#### TRY IT
Retrieve every line from the records in which the word "provided" occurs.

────

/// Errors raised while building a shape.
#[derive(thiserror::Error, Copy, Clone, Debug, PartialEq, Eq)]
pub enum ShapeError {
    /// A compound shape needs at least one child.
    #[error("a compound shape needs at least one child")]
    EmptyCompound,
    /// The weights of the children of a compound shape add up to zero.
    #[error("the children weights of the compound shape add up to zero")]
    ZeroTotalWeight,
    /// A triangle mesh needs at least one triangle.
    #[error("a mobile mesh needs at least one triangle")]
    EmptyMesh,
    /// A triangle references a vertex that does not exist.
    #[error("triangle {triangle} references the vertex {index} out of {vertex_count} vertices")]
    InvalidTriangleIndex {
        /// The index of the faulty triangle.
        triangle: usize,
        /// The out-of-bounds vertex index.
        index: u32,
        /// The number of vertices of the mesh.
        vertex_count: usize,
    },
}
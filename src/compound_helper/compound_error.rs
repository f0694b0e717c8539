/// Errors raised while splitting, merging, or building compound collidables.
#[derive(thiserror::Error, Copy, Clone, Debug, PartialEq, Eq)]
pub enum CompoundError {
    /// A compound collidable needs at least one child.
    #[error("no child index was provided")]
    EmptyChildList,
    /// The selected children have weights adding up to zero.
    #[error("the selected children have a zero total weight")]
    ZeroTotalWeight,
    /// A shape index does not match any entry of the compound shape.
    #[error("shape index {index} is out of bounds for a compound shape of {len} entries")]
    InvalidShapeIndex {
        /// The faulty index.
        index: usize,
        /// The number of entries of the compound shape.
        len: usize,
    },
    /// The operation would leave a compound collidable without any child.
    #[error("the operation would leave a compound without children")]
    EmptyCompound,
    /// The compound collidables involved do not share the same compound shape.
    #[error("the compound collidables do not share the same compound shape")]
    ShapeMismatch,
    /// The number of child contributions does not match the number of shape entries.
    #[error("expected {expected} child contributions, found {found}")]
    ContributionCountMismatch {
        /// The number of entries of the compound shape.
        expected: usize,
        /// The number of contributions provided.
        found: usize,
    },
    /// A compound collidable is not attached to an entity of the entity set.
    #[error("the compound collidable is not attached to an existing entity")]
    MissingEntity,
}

────

#### TASK RESULT
    #[error("no child index was provided")]
        /// The number of contributions provided.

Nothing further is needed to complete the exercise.